La route bordée de voitures filmée de l’autre côté. A l’arrière-plan, vue dégagée sur la plaine.
La route du Col du Donon, deux grandes fermes vosgiennes de part et d’autre.
Des bâtons de ski plantés dans la neige en bord de route, à côté des voitures garées.
Un homme descend une pente à ski à toute vitesse. Travelling gauche sur la piste remplie de skieurs.
Deux enfants descendent en levant les bras. Chute à ski. Une dame assise sur une luge, deux garçons debout derrière elle. Un homme passe, puis une femme en chasse-neige assez instable sur les skis. Un autre homme en chasse-neige. Un couple descend à deux la pente. Chute.
Un enfant tire une luge sur un chemin. Sur un autre chemin, deux enfants sur la luge et un homme marche derrière. La piste de ski à l’arrière-plan.
Sur un chemin de forêt, un enfant tire un autre sur une luge, suivi de la maman.
Un enfant au béret noir marche dans la neige.
Un homme à ski remontant une pente.
Contexte et analyse
L’histoire des sports d’hiver, particulièrement celle du ski, commence dans la deuxième partie du XIXe siècle, au moment où d’anciennes pratiques physiques utilitaires se constituent en loisirs dans les classes bourgeoises - la notion de sport moderne apparaît alors – et où la montagne devient un espace de promenade. Mode de déplacement utilisé depuis longtemps dans les pays scandinaves, le ski est introduit en France dans les années 1890 par des explorateurs ayant voyagé dans le grand Nord.
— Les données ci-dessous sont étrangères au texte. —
//! Read-side summaries for the operator dashboard.
//!
//! Every call queries the store; buffered occurrences that have not been
//! flushed yet are not visible here.

use std::collections::BTreeMap;
use std::str::FromStr;
use std::sync::Arc;

use chrono::TimeDelta;
use faultline_core::clock::Clock;
use faultline_core::error::TrackerError;
use faultline_core::gateway::PersistenceGateway;
use faultline_core::query::{EntryOrder, ErrorStats, GroupField, Pagination, StoreFilter};
use tracing::warn;

/// Composes dashboard statistics from store queries.
pub struct StatsAggregator {
    gateway: Arc<dyn PersistenceGateway>,
    clock: Arc<dyn Clock>,
    top_errors: u32,
}

impl StatsAggregator {
    /// Creates an aggregator returning up to `top_errors` top offenders.
    #[must_use]
    pub fn new(gateway: Arc<dyn PersistenceGateway>, clock: Arc<dyn Clock>, top_errors: u32) -> Self {
        Self {
            gateway,
            clock,
            top_errors,
        }
    }

    /// Computes totals, per-severity and per-category breakdowns, the
    /// 24-hour count and the most frequent unresolved errors.
    ///
    /// # Errors
    ///
    /// Returns the first store error encountered.
    pub async fn stats(&self) -> Result<ErrorStats, TrackerError> {
        let since = self.clock.since(TimeDelta::hours(24));
        let all = StoreFilter::default();
        let unresolved = StoreFilter::unresolved();
        let recent = StoreFilter::occurred_since(since);

        let (total, unresolved_count, by_severity, by_category, last_24h, top) = tokio::try_join!(
            self.gateway.count(&all),
            self.gateway.count(&unresolved),
            self.gateway.group_by(GroupField::Severity),
            self.gateway.group_by(GroupField::Category),
            self.gateway.count(&recent),
            self.gateway.find_many(
                &unresolved,
                EntryOrder::MostFrequent,
                Pagination::first(self.top_errors),
            ),
        )?;

        Ok(ErrorStats {
            total,
            unresolved: unresolved_count,
            by_severity: typed_groups(by_severity, GroupField::Severity),
            by_category: typed_groups(by_category, GroupField::Category),
            last_24h,
            top_errors: top.into_iter().map(Into::into).collect(),
        })
    }
}

fn typed_groups<K: FromStr + Ord>(groups: BTreeMap<String, u64>, field: GroupField) -> BTreeMap<K, u64> {
    groups
        .into_iter()
        .filter_map(|(value, count)| match value.parse::<K>() {
            Ok(key) => Some((key, count)),
            Err(_) => {
                warn!(field = field.column(), value = %value, "skipping unrecognised group value");
                None
            }
        })
        .collect()
}
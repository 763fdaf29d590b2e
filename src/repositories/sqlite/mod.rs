// src/repositories/sqlite/mod.rs
//
// SQLite-backed repositories

pub mod sqlite_catalog_repository;

pub use sqlite_catalog_repository::SqliteCatalogRepository;
// src/repositories/mod.rs
//
// Repository layer
//
// RULES:
// - Repositories translate between storage and validated entries
// - Every hydrated entry goes through CatalogEntry validation
// - Bulk reads skip invalid records, targeted reads fail on them
// - Writes are all-or-nothing per entry

pub mod json_file_repository;
pub mod sqlite;
pub mod vocabulary_repository;

pub use json_file_repository::JsonFileCatalogRepository;
pub use sqlite::SqliteCatalogRepository;
pub use vocabulary_repository::{
    FixedStatusVocabulary, SqliteStatusVocabulary, StatusVocabularySource,
};

#[cfg(test)]
pub use vocabulary_repository::MockStatusVocabularySource;

use serde::{Deserialize, Serialize};

use crate::domain::{CatalogEntry, EntryKind, StatusVocabulary};
use crate::error::AppResult;

/// Listing filters
///
/// A blank `user_status` means no filter.
#[derive(Debug, Clone, Default, PartialEq, Eq, Serialize, Deserialize)]
#[serde(rename_all = "camelCase")]
pub struct EntryFilter {
    #[serde(default)]
    pub user_status: Option<String>,
}

impl EntryFilter {
    pub fn with_status(status: impl Into<String>) -> Self {
        Self {
            user_status: Some(status.into()),
        }
    }

    pub fn status(&self) -> Option<&str> {
        self.user_status
            .as_deref()
            .filter(|status| !status.trim().is_empty())
    }
}

// ---------------------------------------------------------------------
// Repository contract (one instance per entry kind)
// ---------------------------------------------------------------------
#[cfg_attr(test, mockall::automock)]
pub trait CatalogRepository: Send + Sync {
    fn kind(&self) -> EntryKind;

    /// Current vocabulary for this repository's kind, never cached
    fn fetch_allowed_statuses(&self) -> AppResult<StatusVocabulary>;

    /// Entries ordered newest first. A status filter outside the
    /// vocabulary yields an empty list.
    fn find_all(&self, filter: &EntryFilter) -> AppResult<Vec<CatalogEntry>>;

    fn find_by_user_status(&self, status: &str) -> AppResult<Vec<CatalogEntry>> {
        self.find_all(&EntryFilter::with_status(status))
    }

    /// `None` means not found. A stored record that fails validation is
    /// a `StorageConsistency` error.
    fn find_by_key(&self, key: &str) -> AppResult<Option<CatalogEntry>>;

    /// Raw existence check, no hydration
    fn exists(&self, key: &str) -> AppResult<bool>;

    /// Upsert the entry and replace its status set
    fn save(&self, entry: &CatalogEntry) -> AppResult<()>;

    /// True iff an entry was removed
    fn delete_by_key(&self, key: &str) -> AppResult<bool>;
}
#[cfg(test)]
mod tests {
    use super::*;
    use crate::db::{create_memory_pool, initialize_database};
    use crate::repositories::{FixedStatusVocabulary, SqliteStatusVocabulary};

    fn setup() -> (Arc<ConnectionPool>, SqliteCatalogRepository) {
        let pool = Arc::new(create_memory_pool().unwrap());
        {
            let conn = pool.get().unwrap();
            initialize_database(&conn).unwrap();
        }
        let vocabulary = Arc::new(SqliteStatusVocabulary::new(pool.clone()));
        let repo = SqliteCatalogRepository::new(EntryKind::Book, pool.clone(), vocabulary);
        (pool, repo)
    }

    fn book(key: &str, statuses: &[&str], added: i64) -> CatalogEntry {
        let vocabulary = StatusVocabulary::new(["owned", "read", "reading", "wishlist"]);
        CatalogEntry::new(
            EntryKind::Book,
            EntryRecord {
                key: key.to_string(),
                title: format!("Title {}", key),
                author: Some("Author".to_string()),
                cover_url: Some("http://covers/x.jpg".to_string()),
                rating: Some(3.5),
                user_statuses: statuses.iter().map(|s| s.to_string()).collect(),
                added_timestamp: Some(added),
            },
            &vocabulary,
        )
        .unwrap()
    }

    fn link_count(pool: &ConnectionPool, key: &str) -> i64 {
        let conn = pool.get().unwrap();
        conn.query_row(
            "SELECT COUNT(*) FROM book_has_status WHERE entry_key = ?1",
            params![key],
            |row| row.get(0),
        )
        .unwrap()
    }

    #[test]
    fn test_save_then_find() {
        let (_pool, repo) = setup();
        let entry = book("111", &["owned", "read"], 100);

        repo.save(&entry).unwrap();

        let found = repo.find_by_key("111").unwrap().unwrap();
        assert_eq!(found, entry);
        assert!(repo.exists("111").unwrap());
    }

    #[test]
    fn test_find_missing_is_none() {
        let (_pool, repo) = setup();
        assert!(repo.find_by_key("nope").unwrap().is_none());
        assert!(!repo.exists("nope").unwrap());
    }

    #[test]
    fn test_save_replaces_links() {
        let (pool, repo) = setup();
        repo.save(&book("111", &["owned"], 100)).unwrap();
        repo.save(&book("111", &["read"], 100)).unwrap();

        let found = repo.find_by_key("111").unwrap().unwrap();
        assert_eq!(found.user_statuses().iter().collect::<Vec<_>>(), vec!["read"]);
        assert_eq!(link_count(&pool, "111"), 1);
    }

    #[test]
    fn test_unresolvable_status_rolls_back() {
        let (pool, repo) = setup();
        let original = book("111", &["owned"], 100);
        repo.save(&original).unwrap();

        let lenient = FixedStatusVocabulary::new()
            .with(EntryKind::Book, StatusVocabulary::new(["owned", "lent"]));
        let mut changed = CatalogEntry::new(
            EntryKind::Book,
            EntryRecord {
                title: "Changed".to_string(),
                user_statuses: vec!["lent".to_string()],
                ..original.to_record()
            },
            &lenient.fetch_allowed_statuses(EntryKind::Book).unwrap(),
        )
        .unwrap();
        changed.set_rating(Some(1.0)).unwrap();

        let result = repo.save(&changed);
        assert!(matches!(result, Err(AppError::StorageConsistency(_))));

        let stored = repo.find_by_key("111").unwrap().unwrap();
        assert_eq!(stored, original);
        assert_eq!(link_count(&pool, "111"), 1);
    }

    #[test]
    fn test_failed_insert_leaves_no_row() {
        let (_pool, repo) = setup();
        let lenient = StatusVocabulary::new(["lent"]);
        let entry = CatalogEntry::new(
            EntryKind::Book,
            EntryRecord {
                key: "222".to_string(),
                title: "Borrowed".to_string(),
                user_statuses: vec!["lent".to_string()],
                ..Default::default()
            },
            &lenient,
        )
        .unwrap();

        assert!(repo.save(&entry).is_err());
        assert!(!repo.exists("222").unwrap());
    }

    #[test]
    fn test_delete_removes_entry_and_links() {
        let (pool, repo) = setup();
        repo.save(&book("111", &["owned", "read"], 100)).unwrap();

        assert!(repo.delete_by_key("111").unwrap());
        assert!(repo.find_by_key("111").unwrap().is_none());
        assert_eq!(link_count(&pool, "111"), 0);
    }

    #[test]
    fn test_delete_missing_returns_false() {
        let (_pool, repo) = setup();
        repo.save(&book("111", &["owned"], 100)).unwrap();

        assert!(!repo.delete_by_key("999").unwrap());
        assert_eq!(repo.find_all(&EntryFilter::default()).unwrap().len(), 1);
    }

    #[test]
    fn test_find_all_orders_newest_first_and_filters() {
        let (_pool, repo) = setup();
        repo.save(&book("a", &["owned"], 100)).unwrap();
        repo.save(&book("b", &["read"], 300)).unwrap();
        repo.save(&book("c", &["owned", "read"], 200)).unwrap();

        let all = repo.find_all(&EntryFilter::default()).unwrap();
        let keys: Vec<&str> = all.iter().map(|e| e.key()).collect();
        assert_eq!(keys, vec!["b", "c", "a"]);

        let owned = repo.find_by_user_status("owned").unwrap();
        let keys: Vec<&str> = owned.iter().map(|e| e.key()).collect();
        assert_eq!(keys, vec!["c", "a"]);
        // Filtered rows still carry their full status set
        assert_eq!(owned[0].user_statuses().len(), 2);
    }

    #[test]
    fn test_unknown_status_filter_is_empty() {
        let (_pool, repo) = setup();
        repo.save(&book("a", &["owned"], 100)).unwrap();

        let result = repo
            .find_all(&EntryFilter::with_status("nonexistent_status"))
            .unwrap();
        assert!(result.is_empty());
    }

    #[test]
    fn test_corrupt_row_skipped_in_listing_but_fails_targeted_fetch() {
        let (pool, repo) = setup();
        repo.save(&book("good", &["owned"], 100)).unwrap();
        {
            let conn = pool.get().unwrap();
            conn.execute(
                "INSERT INTO book (key, title, rating, added_timestamp) VALUES ('bad', 'Bad', 0.3, 50)",
                [],
            )
            .unwrap();
            conn.execute(
                "INSERT INTO book_has_status (entry_key, status_id) VALUES ('bad', 1)",
                [],
            )
            .unwrap();
        }

        let all = repo.find_all(&EntryFilter::default()).unwrap();
        assert_eq!(all.len(), 1);
        assert_eq!(all[0].key(), "good");

        assert!(matches!(
            repo.find_by_key("bad"),
            Err(AppError::StorageConsistency(_))
        ));
    }

    #[test]
    fn test_entry_without_links_is_corrupt() {
        let (pool, repo) = setup();
        {
            let conn = pool.get().unwrap();
            conn.execute(
                "INSERT INTO book (key, title, added_timestamp) VALUES ('bare', 'Bare', 10)",
                [],
            )
            .unwrap();
        }

        assert!(repo.find_all(&EntryFilter::default()).unwrap().is_empty());
        assert!(repo.find_by_key("bare").is_err());
        assert!(repo.exists("bare").unwrap());
    }

    #[test]
    fn test_kinds_are_isolated() {
        let (pool, books) = setup();
        let vocabulary = Arc::new(SqliteStatusVocabulary::new(pool.clone()));
        let movies = SqliteCatalogRepository::new(EntryKind::Movie, pool.clone(), vocabulary);

        books.save(&book("111", &["owned"], 100)).unwrap();
        assert!(movies.find_by_key("111").unwrap().is_none());
        assert!(movies.save(&book("111", &["owned"], 100)).is_err());
    }
}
Au début, c'est une affaire de randonneurs passionnés qui gravissent les premiers sommets enneigés. En parallèle, l’intérêt des armées pour ce nouveau mode de déplacement, en particulier pour la surveillance des frontières, contribue à faire connaître la pratique en France. Les premières stations de ski françaises ouvrent au début du XXe siècle, à l’exemple de Chamonix en 1908. En Alsace, qui est alors allemande, le ski prend son essor plus tôt en raison de l’influence de la Forêt-Noire où la pratique arrive de façon précoce en Europe. Dès les années 1890, des précurseurs allemands fondent des clubs et dispensent des cours, comme le Ski Club Todtnau en 1891 ou le Ski Club Forêt-Noire à Fribourg-en-Brisgau en 1895. Le premier Ski Club alsacien est fondé en 1896 à Strasbourg en tant que section du Club Vosgien, d’autres sociétés sportives sont ensuite créées à Colmar et à Mulhouse. Les skieurs des origines sont des citadins aisés et sportifs qui suivent ce « mouvement vers la montagne », favorisé par le développement du réseau de chemin de fer. Mais d’autres activités hivernales, présentes bien avant le développement du ski dans la région, sont pratiquées par de nombreux Alsaciens et connaissent un essor touristique comparable à celui du ski au début du XXe siècle. On peut citer le patin à glace, le bobsleigh ou encore la luge, dont la pratique est documentée dans le film. Ce dernier est composé de deux parties clairement distinctes. L’opérateur documente tout d’abord le lieu dans lequel la famille a choisi de passer la journée d’hiver, la station du col du Donon, puis il filme ses enfants qui s’adonnent à la luge. Cette séparation assez nette s’explique certainement par le fait que les Breesé ne pratiquaient pas le ski.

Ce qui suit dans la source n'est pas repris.